Headhunter first — a very tense, well-written episode which takes full advantage of the new post-Liberator set-up. Once again there is no Liberator, no teleport and no Orac to help the crew out of their difficulty. They are trapped on the planet Xenon with a convincingly frightening creature that turns all their machinery against them: they have only their own ingenuity and some convenient ancient ruins to get them out of what could be a terminally tight spot. The location work is nice, [and] there are some satisfying explosions and a nice closing line from Orac, who once again proves that a perspex fishbowl full of flashing lights will beat a fluffy dog for episode completion purposes any day. Oh, and watch for Lynda (the Inquisitor) Bellingham’s appearance as someone whose relationship with [space scientist] Muller was purely “recreational”.
The second episode is the one that I remember most vividly from its screening on the ABC in the early eighties. Tense (again), atmospheric and downright scary was how I remembered it — and I was, on the whole, right.

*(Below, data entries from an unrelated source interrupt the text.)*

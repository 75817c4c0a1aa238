//! SQLite RosterStore implementation.

use std::path::Path;

use async_trait::async_trait;
use sea_query::{Cond, Expr, LikeExpr, OnConflict, Order, Query, SqliteQueryBuilder};
use sea_query_binder::SqlxBinder;
use sqlx::sqlite::SqliteRow;
use sqlx::{Row, SqlitePool};
use tracing::info;

use crate::model::{Student, StudentId};
use crate::storage::helpers::{contains_pattern, fold_case, LIKE_ESCAPE};
use crate::storage::schema::Students;
use crate::storage::{Result, RosterStore};

const STUDENT_COLUMNS: [Students; 6] = [
    Students::StudentId,
    Students::FirstName,
    Students::MiddleName,
    Students::LastName,
    Students::Email,
    Students::Program,
];

/// Columns written on import: the roster fields plus their folded search keys.
const INSERT_COLUMNS: [Students; 8] = [
    Students::StudentId,
    Students::FirstName,
    Students::MiddleName,
    Students::LastName,
    Students::Email,
    Students::Program,
    Students::FirstNameFolded,
    Students::LastNameFolded,
];

/// SQLite-backed roster.
pub struct SqliteRosterStore {
    pool: SqlitePool,
}

impl SqliteRosterStore {
    /// Create a new SQLite roster store.
    pub fn new(pool: SqlitePool) -> Self {
        Self { pool }
    }

    /// Insert or refresh roster rows in one transaction.
    ///
    /// The roster is owned elsewhere; this is only the import path.
    pub async fn upsert(&self, students: &[Student]) -> Result<usize> {
        let mut tx = self.pool.begin().await?;

        for student in students {
            let (sql, values) = Query::insert()
                .into_table(Students::Table)
                .columns(INSERT_COLUMNS)
                .values_panic([
                    student.student_id.as_str().into(),
                    student.first_name.as_str().into(),
                    student.middle_name.clone().into(),
                    student.last_name.as_str().into(),
                    student.email.as_str().into(),
                    student.program.as_str().into(),
                    fold_case(&student.first_name).into(),
                    fold_case(&student.last_name).into(),
                ])
                .on_conflict(
                    OnConflict::column(Students::StudentId)
                        .update_columns([
                            Students::FirstName,
                            Students::MiddleName,
                            Students::LastName,
                            Students::Email,
                            Students::Program,
                            Students::FirstNameFolded,
                            Students::LastNameFolded,
                        ])
                        .to_owned(),
                )
                .build_sqlx(SqliteQueryBuilder);

            sqlx::query_with(&sql, values).execute(&mut *tx).await?;
        }

        tx.commit().await?;
        Ok(students.len())
    }

    /// Load a YAML list of students and upsert it.
    pub async fn import_yaml(&self, path: impl AsRef<Path>) -> Result<usize> {
        let path = path.as_ref();
        let raw = tokio::fs::read_to_string(path).await?;
        let students: Vec<Student> = serde_yaml::from_str(&raw)?;
        let count = self.upsert(&students).await?;
        info!(path = %path.display(), students = count, "Roster seed imported");
        Ok(count)
    }

    fn student_from_row(row: &SqliteRow) -> Result<Student> {
        let student_id: String = row.get("student_id");
        Ok(Student {
            student_id: StudentId::parse(&student_id)?,
            first_name: row.get("first_name"),
            middle_name: row.get("middle_name"),
            last_name: row.get("last_name"),
            email: row.get("email"),
            program: row.get("program"),
        })
    }
}

#[async_trait]
impl RosterStore for SqliteRosterStore {
    async fn find(&self, student_id: &StudentId) -> Result<Option<Student>> {
        let (sql, values) = Query::select()
            .columns(STUDENT_COLUMNS)
            .from(Students::Table)
            .and_where(Expr::col(Students::StudentId).eq(student_id.as_str()))
            .build_sqlx(SqliteQueryBuilder);

        let row = sqlx::query_with(&sql, values)
            .fetch_optional(&self.pool)
            .await?;

        row.as_ref().map(Self::student_from_row).transpose()
    }

    async fn find_many(&self, student_ids: &[StudentId]) -> Result<Vec<Student>> {
        if student_ids.is_empty() {
            return Ok(Vec::new());
        }

        let (sql, values) = Query::select()
            .columns(STUDENT_COLUMNS)
            .from(Students::Table)
            .and_where(Expr::col(Students::StudentId).is_in(student_ids.iter().map(|s| s.as_str())))
            .build_sqlx(SqliteQueryBuilder);

        let rows = sqlx::query_with(&sql, values).fetch_all(&self.pool).await?;
        rows.iter().map(Self::student_from_row).collect()
    }

    async fn search(&self, query: &str, limit: u32) -> Result<Vec<Student>> {
        let pattern = contains_pattern(query);

        let (sql, values) = Query::select()
            .columns(STUDENT_COLUMNS)
            .from(Students::Table)
            .cond_where(
                Cond::any()
                    .add(Expr::col(Students::StudentId).eq(query))
                    .add(
                        Expr::col(Students::FirstNameFolded)
                            .like(LikeExpr::new(pattern.clone()).escape(LIKE_ESCAPE)),
                    )
                    .add(
                        Expr::col(Students::LastNameFolded)
                            .like(LikeExpr::new(pattern).escape(LIKE_ESCAPE)),
                    ),
            )
            .order_by(Students::LastName, Order::Asc)
            .order_by(Students::FirstName, Order::Asc)
            .order_by(Students::StudentId, Order::Asc)
            .limit(limit as u64)
            .build_sqlx(SqliteQueryBuilder);

        let rows = sqlx::query_with(&sql, values).fetch_all(&self.pool).await?;
        rows.iter().map(Self::student_from_row).collect()
    }
}
//! Outbound mail interface.

use async_trait::async_trait;

/// A rendered message ready for delivery.
#[derive(Debug, Clone, PartialEq, Eq)]
pub struct EmailMessage {
    pub to: String,
    pub subject: String,
    pub html: String,
}

/// Errors that can occur while delivering mail.
#[derive(Debug, thiserror::Error)]
pub enum MailError {
    #[error("HTTP error: {0}")]
    Http(#[from] reqwest::Error),

    #[error("Mail API rejected message ({status}): {body}")]
    Rejected { status: u16, body: String },

    #[error("Mail configuration error: {0}")]
    Config(String),

    #[error("Mailer unavailable: {0}")]
    Unavailable(String),
}

/// Interface for sending mail.
///
/// Implementations:
/// - `HttpMailer`: JSON mail API over HTTPS
/// - `LogMailer`: logs and drops (mail disabled)
#[async_trait]
pub trait Mailer: Send + Sync {
    async fn send(&self, message: &EmailMessage) -> Result<(), MailError>;
}
//! Day configuration for admins.

use axum::extract::rejection::JsonRejection;
use axum::extract::State;
use axum::Json;
use serde::Serialize;
use tracing::info;

use super::{Admin, ApiError, SharedState};
use crate::model::{DaySettings, SettingsUpdate};

#[derive(Debug, Serialize)]
pub struct SettingsResponse {
    message: &'static str,
    settings: DaySettings,
}

/// `GET /api/admin/settings`
pub async fn get_settings(
    State(state): State<SharedState>,
    _admin: Admin,
) -> Result<Json<DaySettings>, ApiError> {
    Ok(Json(state.days.settings().await?))
}

/// `PUT /api/admin/settings`
///
/// Days are upserted, never removed. `current_day: null` clears the pointer;
/// leaving the field out keeps it.
pub async fn put_settings(
    State(state): State<SharedState>,
    Admin(admin): Admin,
    body: Result<Json<SettingsUpdate>, JsonRejection>,
) -> Result<Json<SettingsResponse>, ApiError> {
    let Json(update) = body.map_err(|e| ApiError::BadRequest(e.body_text()))?;

    let settings = state.days.replace_settings(&update).await?;
    info!(
        by = ?admin.officer_name,
        version = settings.version,
        current_day = ?settings.current_day,
        "Admin updated day settings"
    );

    Ok(Json(SettingsResponse {
        message: "Settings updated successfully.",
        settings,
    }))
}
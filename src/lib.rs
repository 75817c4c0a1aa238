//! Tinsel - claim ledger with live fan-out.
//!
//! Officers at a staffed treat-distribution event search the student
//! roster and record at most one claim per student per event day. Every
//! committed claim is pushed live to all connected officer sessions.

pub mod bus;
pub mod config;
pub mod http;
pub mod interfaces;
pub mod ledger;
pub mod model;
pub mod notify;
pub mod read_model;
pub mod runtime;
pub mod session;
pub mod storage;
pub mod utils;

#[cfg(test)]
mod test_utils;
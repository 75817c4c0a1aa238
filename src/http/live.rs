//! Live claim feed over websocket.
//!
//! Each connection holds one bus subscription for its lifetime. Client
//! messages are ignored except close; the subscription is dropped as soon
//! as the socket goes away.

use axum::extract::ws::{Message, WebSocket, WebSocketUpgrade};
use axum::extract::State;
use axum::response::Response;
use futures::{SinkExt, StreamExt};
use serde::Serialize;
use tracing::{debug, info, warn};

use super::{Officer, SharedState};
use crate::bus::ClaimStream;
use crate::model::ClaimBroadcast;

#[derive(Serialize)]
struct LiveEvent<'a> {
    #[serde(rename = "type")]
    kind: &'static str,
    claim: &'a ClaimBroadcast,
}

/// `GET /api/live`
pub async fn upgrade(
    State(state): State<SharedState>,
    Officer(officer_name): Officer,
    ws: WebSocketUpgrade,
) -> Response {
    // Subscribe before the upgrade completes so nothing published in
    // between is missed.
    let claims = state.bus.subscribe();
    info!(
        officer = %officer_name,
        subscribers = state.bus.subscriber_count(),
        "Live subscriber connected"
    );
    ws.on_upgrade(move |socket| forward(socket, claims, officer_name))
}

async fn forward(socket: WebSocket, mut claims: ClaimStream, officer_name: String) {
    let (mut sink, mut incoming) = socket.split();

    loop {
        tokio::select! {
            claim = claims.next() => {
                let Some(claim) = claim else { break };
                let payload = match serde_json::to_string(&LiveEvent {
                    kind: "new-claim",
                    claim: &claim,
                }) {
                    Ok(payload) => payload,
                    Err(e) => {
                        warn!(error = %e, claim_id = claim.id, "Failed to encode live event");
                        continue;
                    }
                };
                if sink.send(Message::Text(payload)).await.is_err() {
                    break;
                }
            }
            message = incoming.next() => match message {
                Some(Ok(Message::Close(_))) | Some(Err(_)) | None => break,
                Some(Ok(_)) => debug!(officer = %officer_name, "Ignoring client message"),
            },
        }
    }

    info!(officer = %officer_name, "Live subscriber disconnected");
}
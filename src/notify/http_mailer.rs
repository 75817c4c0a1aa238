//! Mail API client.
//!
//! POSTs `{from, to, subject, html}` as JSON with a bearer key, the shape
//! accepted by Resend-style transactional mail APIs.

use std::time::Duration;

use async_trait::async_trait;
use backon::{ExponentialBuilder, Retryable};
use reqwest::{Client, StatusCode};
use serde::Serialize;
use tracing::{debug, error, warn};

use crate::config::EmailConfig;
use crate::interfaces::{EmailMessage, MailError, Mailer};

#[derive(Serialize)]
struct SendRequest<'a> {
    from: &'a str,
    to: [&'a str; 1],
    subject: &'a str,
    html: &'a str,
}

/// Mailer backed by an HTTPS mail API, with retry on transient failures.
pub struct HttpMailer {
    client: Client,
    endpoint: String,
    api_key: String,
    from: String,
    max_retries: usize,
}

impl HttpMailer {
    pub fn new(config: &EmailConfig) -> Result<Self, MailError> {
        if config.api_url.is_empty() {
            return Err(MailError::Config("email.api_url not configured".to_string()));
        }
        if config.api_key.is_empty() {
            return Err(MailError::Config("email.api_key not configured".to_string()));
        }

        let client = Client::builder()
            .timeout(Duration::from_secs(config.timeout_secs))
            .build()?;

        Ok(Self {
            client,
            endpoint: config.api_url.clone(),
            api_key: config.api_key.clone(),
            from: config.from.clone(),
            max_retries: config.max_retries,
        })
    }

    fn backoff(&self) -> ExponentialBuilder {
        ExponentialBuilder::default()
            .with_min_delay(Duration::from_millis(200))
            .with_max_delay(Duration::from_secs(5))
            .with_max_times(self.max_retries)
            .with_jitter()
    }

    fn is_retryable(err: &MailError) -> bool {
        match err {
            MailError::Http(e) => e.is_timeout() || e.is_connect(),
            MailError::Unavailable(_) => true,
            _ => false,
        }
    }

    fn is_retryable_status(status: StatusCode) -> bool {
        status == StatusCode::TOO_MANY_REQUESTS || status.is_server_error()
    }

    async fn post(&self, message: &EmailMessage) -> Result<(), MailError> {
        let body = SendRequest {
            from: &self.from,
            to: [&message.to],
            subject: &message.subject,
            html: &message.html,
        };

        let response = self
            .client
            .post(&self.endpoint)
            .bearer_auth(&self.api_key)
            .json(&body)
            .send()
            .await?;

        let status = response.status();
        if status.is_success() {
            debug!(to = %message.to, "Confirmation email accepted");
            return Ok(());
        }

        let body: String = response
            .text()
            .await
            .unwrap_or_default()
            .chars()
            .take(200)
            .collect();

        if Self::is_retryable_status(status) {
            warn!(status = %status, body = %body, "Mail API returned retryable status");
            Err(MailError::Unavailable(format!("HTTP {} - {}", status, body)))
        } else {
            error!(status = %status, body = %body, "Mail API rejected message");
            Err(MailError::Rejected {
                status: status.as_u16(),
                body,
            })
        }
    }
}

#[async_trait]
impl Mailer for HttpMailer {
    async fn send(&self, message: &EmailMessage) -> Result<(), MailError> {
        (|| async { self.post(message).await })
            .retry(self.backoff())
            .when(Self::is_retryable)
            .await
    }
}
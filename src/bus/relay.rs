//! Post-commit claim relay.
//!
//! Callers report committed claim ids over a channel; the relay task then
//! reads every claim above its cursor in id order, which is commit order,
//! and publishes them. A periodic sweep picks up claims whose notice never
//! arrived, for example when the request that committed them was cancelled.

use std::collections::HashMap;
use std::sync::Arc;
use std::time::Duration;

use tokio::sync::mpsc;
use tokio::task::JoinHandle;
use tokio::time::MissedTickBehavior;
use tracing::{debug, error, info, warn};

use super::ClaimBus;
use crate::config::MessagingConfig;
use crate::interfaces::{ClaimStore, RosterStore, StorageError};
use crate::model::{ClaimBroadcast, Student, StudentId};
use crate::notify::{confirmation_email, EmailDispatcher};

/// Pending commit notices held before new ones are coalesced away.
const NOTICE_CAPACITY: usize = 64;

/// Caller side of the relay.
#[derive(Clone)]
pub struct RelayHandle {
    notices: mpsc::Sender<i64>,
}

impl RelayHandle {
    /// Report a committed claim. Never blocks and never fails.
    ///
    /// A full queue already holds a pending wake-up that will read this
    /// claim too, so the notice is dropped then.
    pub fn notify_committed(&self, claim_id: i64) {
        match self.notices.try_send(claim_id) {
            Ok(()) => {}
            Err(mpsc::error::TrySendError::Full(_)) => {
                debug!(claim_id, "Relay busy, notice coalesced");
            }
            Err(mpsc::error::TrySendError::Closed(_)) => {
                warn!(claim_id, "Relay stopped, claim will not be broadcast");
            }
        }
    }
}

/// Reads committed claims in order and fans them out.
pub struct ClaimRelay {
    claims: Arc<dyn ClaimStore>,
    roster: Arc<dyn RosterStore>,
    bus: ClaimBus,
    emails: EmailDispatcher,
    cursor: i64,
    batch_size: u32,
}

impl ClaimRelay {
    /// Create a relay positioned after the latest committed claim.
    pub async fn new(
        claims: Arc<dyn ClaimStore>,
        roster: Arc<dyn RosterStore>,
        bus: ClaimBus,
        emails: EmailDispatcher,
        batch_size: u32,
    ) -> Result<Self, StorageError> {
        let cursor = claims.latest_id().await?.unwrap_or(0);
        Ok(Self {
            claims,
            roster,
            bus,
            emails,
            cursor,
            batch_size: batch_size.max(1),
        })
    }

    /// Id of the last claim published.
    pub fn cursor(&self) -> i64 {
        self.cursor
    }

    /// Spawn the relay loop.
    ///
    /// The task ends when every `RelayHandle` is dropped.
    pub fn start(mut self, config: &MessagingConfig) -> (RelayHandle, JoinHandle<()>) {
        let (sender, mut notices) = mpsc::channel::<i64>(NOTICE_CAPACITY);
        let sweep_every = Duration::from_millis(config.relay_sweep_interval_ms.max(1));

        let task = tokio::spawn(async move {
            info!(cursor = self.cursor, "Claim relay started");
            let mut sweep = tokio::time::interval(sweep_every);
            sweep.set_missed_tick_behavior(MissedTickBehavior::Delay);

            loop {
                tokio::select! {
                    notice = notices.recv() => match notice {
                        Some(claim_id) => {
                            debug!(claim_id, "Commit notice received");
                        }
                        None => break,
                    },
                    _ = sweep.tick() => {}
                }

                if let Err(e) = self.drain().await {
                    error!(error = %e, cursor = self.cursor, "Relay pass failed, will retry");
                }
            }

            // Deliver anything committed before the last handle went away.
            if let Err(e) = self.drain().await {
                error!(error = %e, cursor = self.cursor, "Final relay pass failed");
            }
            info!(cursor = self.cursor, "Claim relay stopped");
        });

        (RelayHandle { notices: sender }, task)
    }

    /// Publish every committed claim above the cursor, in id order.
    ///
    /// Returns how many claims were published.
    pub async fn drain(&mut self) -> Result<usize, StorageError> {
        let mut published = 0;

        loop {
            let batch = self.claims.claims_after(self.cursor, self.batch_size).await?;
            if batch.is_empty() {
                return Ok(published);
            }

            let ids: Vec<StudentId> = batch.iter().map(|c| c.student_id.clone()).collect();
            let students: Option<HashMap<StudentId, Student>> =
                match self.roster.find_many(&ids).await {
                    Ok(found) => Some(
                        found
                            .into_iter()
                            .map(|s| (s.student_id.clone(), s))
                            .collect(),
                    ),
                    Err(e) => {
                        warn!(
                            error = %e,
                            claims = batch.len(),
                            "Roster lookup failed, broadcasting without names and skipping email"
                        );
                        None
                    }
                };

            let full_batch = batch.len() as u32 == self.batch_size;
            for claim in batch {
                let student = students.as_ref().and_then(|s| s.get(&claim.student_id));

                self.bus.publish(ClaimBroadcast::from_claim(&claim, student));

                if let Some(message) = student.and_then(|s| confirmation_email(s, &claim)) {
                    self.emails.enqueue(message);
                }

                self.cursor = claim.id;
                published += 1;
            }

            if !full_batch {
                return Ok(published);
            }
        }
    }
}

Servalan hires an assassin called Cancer, prompting the crew to intercept and kill her as she arranges to pay Cancer off. As usual, things don’t go to plan and Tarrant, Avon and Soolin find themselves trapped on board Cancer’s ship with the assassin wandering around loose.
It’s good, claustrophobic thriller material, and as tempers start to flare all the cast get an opportunity to shine, particularly the often weak and underused Soolin (although she does have one narrow escape from Cancer which is nothing short of laughable). Guest star Richard (The Five Doctors) Hurndall is gentle and sympathetic as the aging slave Nebrox, while Caroline Holdaway’s Piri is a suitable silly girly thing for Tarrant to get all macho about. Only at the end does her performance start to get a little too over the top. (I don’t know, the sexual politics of this programme are a worry sometimes.)
So, two good tense episodes. And wedged as they are between the rather patchy opening to Series D and the gruelling succession of disastrously failed missions (but excellent episodes) that concludes the series, they are not the best of Blake’s 7’s last year, but perhaps they’re the least gloomy. Enjoy.